This is an ESP8266 based device which interprets PSTN telephone caller ID information and displays it on a screen, supplemented with information drawn from a mySQL based directory. There is an optional feature to suppress the telephone ring for calls identified as spam. Full spam protection allows only callers who are specifically registered in the directory to cause the phone to ring. Spam calls land silently, after a preset period, onto the voice mail. You must (or should) have voice mail if you use anti-spam features on your telephone connection.
The situation here is that black lists are not now very useful because the worst telephone spammers are now spoofing numbers, including those of valid telephone subscribers in the same network. At home, I now implement a white list, the strongest level of spam protection.
The design uses a software demodulator based on the Arduino APRSlib (www.unsigned.io). For signal conditioning, it uses a separate ADC chip (the inbuilt one is not fast enough) and a rail to rail op amp which also handles ring detection. It does not rely on any telephone specific chips, which are now anyway obsolete and difficult to obtain.
Call (and telephone book) data is maintained on a MySQL database (LAMP server). This server can be local to your lan or an internet service. It would have been possible also to do all this in flash memory but number matching, joining tables, formatting output etc. is much easier in SQL and PHP, and mySQL anyway has basic admin tools for browsing and maintaining tables. The device works also in offline mode and then can display incoming calls, but then there is no call storage/retrieval or directory look up and the spam suppression in not available.
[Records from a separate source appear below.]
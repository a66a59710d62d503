// tests/common/mod.rs
#![allow(dead_code)] // Not every test file uses every helper

use chrono::{DateTime, TimeZone, Utc};
use quinta::models::{Product, UNCATEGORIZED};
use quinta::{
  seed, AppState, Catalog, CategoryBook, MemoryStore, StockPolicy, Storefront, StorefrontConfig,
};
use tracing::Level;

// --- Fixtures ---

/// A fixed instant so minted ids and dates are predictable.
pub fn fixed_now() -> DateTime<Utc> {
  Utc.with_ymd_and_hms(2024, 6, 15, 10, 30, 0).unwrap()
}

pub fn product(id: u64, name: &str, price_cents: i64, stock: i64, category: &str) -> Product {
  Product {
    id,
    name: name.to_string(),
    description: format!("{} description", name),
    price_cents,
    cost_price_cents: price_cents * 7 / 10,
    category: category.to_string(),
    image: String::new(),
    rating: 4.5,
    stock,
  }
}

/// State holding the default catalog and category lists, without users.
pub fn catalog_state() -> AppState {
  AppState {
    catalog: Catalog::new(seed::default_products()),
    categories: CategoryBook::new(seed::default_product_categories(), seed::default_staff_categories()),
    ..AppState::default()
  }
}

pub fn state_with(products: Vec<Product>) -> AppState {
  AppState {
    catalog: Catalog::new(products),
    ..AppState::default()
  }
}

/// An unseeded storefront over a fresh memory store.
pub fn empty_storefront(policy: StockPolicy) -> Storefront<MemoryStore> {
  let config = StorefrontConfig::default().without_seed().with_stock_policy(policy);
  Storefront::open(MemoryStore::new(), config).unwrap()
}

pub fn stock_of(state: &AppState, id: u64) -> i64 {
  state.catalog.get(id).unwrap().stock
}

pub fn is_uncategorized(label: &str) -> bool {
  label == UNCATEGORIZED
}

// --- Helper for Tracing Setup (call once per test run if needed) ---
use once_cell::sync::Lazy;
static TRACING_INIT: Lazy<()> = Lazy::new(|| {
  tracing_subscriber::fmt()
    .with_max_level(Level::DEBUG)
    .with_test_writer() // Important for tests to capture output
    .try_init()
    .ok(); // Allow multiple initializations in tests (ok if fails)
});

pub fn setup_tracing() {
  Lazy::force(&TRACING_INIT);
}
Ring suppression is implemented with a simple relay and activated only during ringing in a confirmed spam case. It is fail safe with normally closed contacts so that during power failures, crashes etc. the standard telephone functions are available.
The main user interface is a 240 x 320 tft touch screen (SPI). This is used for displaying and paging through call history and setting some configuration parameters. Other parameters relevant to the online mode of operation are set through a Web browser with the ESP8266 running its own access point.
Even if you are not interested the telephone application, the design contains some features which may be interesting for other purposes, for example the connection to a MySQL data base for storing and retrieving data, A light weight and easy to use navigation bar class for the touch screen and a simple 2 point calibration of the touch screen on set up to map it to the screen.
The main documentation (including a schematic) is a PDF file (which may, because of its size, is in the next post in this thread).
The zip file contains the ESP8266 software and the PHP scripts for accessing the database.
This is probably not a good project for an absolute beginner. Some knowledge of MySQL and PHP would also be useful as could be the availability of an oscilloscope.
This is a new development of something I published here on July last year.
Disclaimer: Before connecting any device (such as this) to your telephone system, ensure that doing so does not conflict with any rules of your local telephone operator. Understand that you use such a device at your own risk.
Edit 1.
I've captured an audio sample of the AFSK encoded telephone caller id. It is in the zip file Telephone_Caller_ID-AFSK_sample.zip below. You hear it as a 1 second burst between the low frequency ring tones. It is in MDMF format and contains the number 0800807111 date 2203 and time 0851. I have used such samples for testing the demodulator via a PC sound card.